Statistics show that around 50% of visitors leave if a site takes more than 3 seconds to load and that nearly 80% of visitors will not return if they have issues with a page loading and formatting properly.
In 2018, with more than 50% of traffic coming from mobile devices, much of your traffic is likely to be on slower connections and that makes optimising your site even more important.
So what things affect a website’s speed?
Some of the main poor performance offenders…
- Hosting infrastructure – weedy servers, not optimised for WordPress (our most popular content management system)
- Not using a Content Delivery Network (CDN) to serve content locally to the user
- Themes & Plugins – overuse and poor selection of contributed plugins and themes
- Poorly optimised content, videos, downloads etc
- Bloated databases – which slow a server’s ability to process requests
- Not leveraging browser caching – stylesheets, images, JavaScript files, and more should be cached by your browser so they don’t need to be loaded on a subsequent visit.
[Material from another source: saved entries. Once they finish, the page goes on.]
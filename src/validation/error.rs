//! Validation errors.

use thiserror::Error;

use crate::matches::document::SchemaError;

/// The document contradicts itself: wrong array lengths, unversioned URL,
/// bad signature, nulls, unknown fields.
#[derive(Debug, Clone, PartialEq, Eq, Error)]
#[error("inconsistent match: {reason}")]
pub struct ConsistencyError {
    /// Human-readable diagnostic naming the field and observed values.
    pub reason: String,
}

impl ConsistencyError {
    /// Create an error with the given reason.
    pub fn new(reason: impl Into<String>) -> Self {
        Self { reason: reason.into() }
    }
}

impl From<SchemaError> for ConsistencyError {
    fn from(err: SchemaError) -> Self {
        Self::new(err.to_string())
    }
}

/// The document violates creation, identity-invariant or forward-progress
/// rules relative to its predecessor.
#[derive(Debug, Clone, PartialEq, Eq, Error)]
#[error("invalid match update: {reason}")]
pub struct ValidationError {
    /// Human-readable diagnostic naming the field and observed values.
    pub reason: String,
}

impl ValidationError {
    /// Create an error with the given reason.
    pub fn new(reason: impl Into<String>) -> Self {
        Self { reason: reason.into() }
    }
}

impl From<SchemaError> for ValidationError {
    fn from(err: SchemaError) -> Self {
        Self::new(err.to_string())
    }
}
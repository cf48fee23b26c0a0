//! GGP Spectator Server
//!
//! Runs the submission pipeline against an in-memory store and replays a
//! short demo match through it, the way a game host would report one.

use std::sync::Arc;

use anyhow::Result;
use serde_json::{json, Value};
use tokio::sync::broadcast::error::RecvError;
use tracing::{info, warn, Level};
use tracing_subscriber::{EnvFilter, FmtSubscriber};

use ggp_spectator::{
    core::clock::{Clock, SystemClock},
    InMemoryMatchStore, MatchValidator, SpectatorConfig, SubmissionOutcome, UpdateCoordinator,
    VERSION,
};

#[tokio::main]
async fn main() -> Result<()> {
    // Initialize logging
    let level = if cfg!(feature = "debug-tracing") {
        Level::DEBUG
    } else {
        Level::INFO
    };
    let subscriber = FmtSubscriber::builder()
        .with_env_filter(
            EnvFilter::try_from_default_env().unwrap_or_else(|_| EnvFilter::new(level.to_string())),
        )
        .finish();
    tracing::subscriber::set_global_default(subscriber)
        .expect("Failed to set tracing subscriber");

    info!("GGP Spectator Server v{}", VERSION);

    let config = SpectatorConfig::from_env();
    info!(
        "Allowed repositories: {}",
        if config.allowed_repositories.is_empty() {
            "any".to_string()
        } else {
            config.allowed_repositories.join(", ")
        }
    );
    info!("Feed capacity: {}", config.feed_capacity);

    let coordinator = UpdateCoordinator::new(
        config,
        MatchValidator::default(),
        Arc::new(InMemoryMatchStore::new()),
    );

    let mut updates = coordinator.subscribe();
    let spectator = tokio::spawn(async move {
        loop {
            match updates.recv().await {
                Ok(update) => info!(
                    key = %update.key,
                    completed = update.completed,
                    "spectators notified"
                ),
                Err(RecvError::Lagged(missed)) => warn!("spectator lagged, missed {} updates", missed),
                Err(RecvError::Closed) => break,
            }
        }
    });

    demo_match(&coordinator)?;

    drop(coordinator);
    spectator.await?;
    Ok(())
}

/// Report a short two-player match the way a host would.
fn demo_match(coordinator: &UpdateCoordinator<InMemoryMatchStore>) -> Result<()> {
    info!("=== Starting Demo Match ===");

    let start = SystemClock.now_millis();
    let auth_token = uuid::Uuid::new_v4().to_string();
    let mut value = json!({
        "matchId": "demo.ticTacToe",
        "startTime": start,
        "randomToken": uuid::Uuid::new_v4().simple().to_string(),
        "startClock": 30,
        "playClock": 10,
        "gameMetaURL": "http://games.ggp.org/base/games/ticTacToe/v0/",
        "gameRoleNames": ["xplayer", "oplayer"],
        "playerNamesFromHost": ["", ""],
        "states": ["((control xplayer) (cell 1 1 b) (cell 1 2 b) (cell 1 3 b))"],
        "moves": [],
        "stateTimes": [start]
    });

    let outcome = coordinator.submit(&value.to_string(), &auth_token)?;
    let key = outcome.key().clone();
    info!("Match key: {}", key);

    let plays = [
        ["(mark 1 1)", "noop"],
        ["noop", "(mark 1 2)"],
        ["(mark 1 3)", "noop"],
    ];
    let mut sent = vec![value.clone()];
    for (round, joint_move) in plays.iter().enumerate() {
        value = play_round(value, round, joint_move, start);
        if round == 0 {
            value["playerNamesFromHost"] = json!(["Alice", "Bob"]);
        }
        coordinator.submit(&value.to_string(), &auth_token)?;
        sent.push(value.clone());
    }

    // A stale retransmission from a host is acknowledged but dropped.
    let stale = &sent[sent.len() - 2];
    match coordinator.submit(&stale.to_string(), &auth_token)? {
        SubmissionOutcome::Discarded(_) => info!("Stale update discarded"),
        other => warn!("Stale update unexpectedly accepted: {:?}", other),
    }

    value["isCompleted"] = json!(true);
    value["goalValues"] = json!([100, 0]);
    coordinator.submit(&value.to_string(), &auth_token)?;

    info!("=== Match Results ===");
    if let Some(document) = coordinator.latest(&key)? {
        info!("Final document: {}", document.to_json_string());
    }
    for entry in coordinator.recent_matches()? {
        info!("Recent: {} at {}", entry.key, entry.updated_at);
    }
    Ok(())
}

fn play_round(mut value: Value, round: usize, joint_move: &[&str; 2], start: i64) -> Value {
    let marker = if round % 2 == 0 { "x" } else { "o" };
    let control = if round % 2 == 0 { "oplayer" } else { "xplayer" };
    let state = format!(
        "((control {}) (cell 1 1 {}) (step {}))",
        control,
        marker,
        round + 1
    );
    let at = start + 1_000 * (round as i64 + 1);

    if let Some(states) = value["states"].as_array_mut() {
        states.push(json!(state));
    }
    if let Some(moves) = value["moves"].as_array_mut() {
        moves.push(json!(joint_move));
    }
    if let Some(times) = value["stateTimes"].as_array_mut() {
        times.push(json!(at));
    }
    value
}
- Not considering minimal ‘flat’ designs that use CSS instead of images and reusable page elements
Making sites faster can get very technical very quickly but here are some of the most important factors that should be considered whether you’re a coder or not.
Designing for speed
Producing fast loading web pages starts with planning and design. A ‘flat’ design philosophy employs bold and simple layouts, using CSS styles rather than images for backgrounds, box edges, corners and icons etc. Good, flat design makes the user interface clean, distraction-free and the page load quickly on all devices.
Plugins, modules and bloated themes
Using downloadable themes will always result in a bloated and slow CMS install. ‘A website in a box’ is a powerful thing if you don’t have the design or development skill to build exactly what you need. A downloaded theme will have many ‘tools’ in the form of theme elements and plugins that added together simply have a negative performance overhead. At Rouge, we will build a site from the ground-up, using best practice and only with code that we need to deliver the site that your audience and business needs. Have a look at the Rouge Media Home page for fast page load in action.
Content optimisation
A website only becomes a useful business tool when it’s used and regularly updated. Once the client is generating new content and uploading images and downloadable assets like PDFs, there’s a need to make sure that all content is optimised for speed and performance. An image only needs to be as big as the space in the page that it sits in (rather than uploading a large image and using the code to shrink it). Image and video should always be in the right format and be well compressed. New formats like .webp will make the web a more visually exciting and accessible place. More on images and the web in up-coming blog articles.
Hosting
Choosing the right host is key for performance. Using a shared environment with too many other users puts you at the mercy of what load other sites are demanding. Optimised servers for the CMS you’re using with performance as part of the host’s offering will ensure that the infrastructure is doing its part in the complex chain that delivers your site to the user. Make sure that the host is using the latest version of server software and server-side languages – see our blog on PHP7
The use of content delivery networks (CDNs) delvers the site content to the user from a server close to them; especially important if you’re a global business. Pages and content simply load faster as the content is shared across servers. Using a CDN also helps with security by optimising security certificate delivery and making denial of service attacks (DDoS) harder.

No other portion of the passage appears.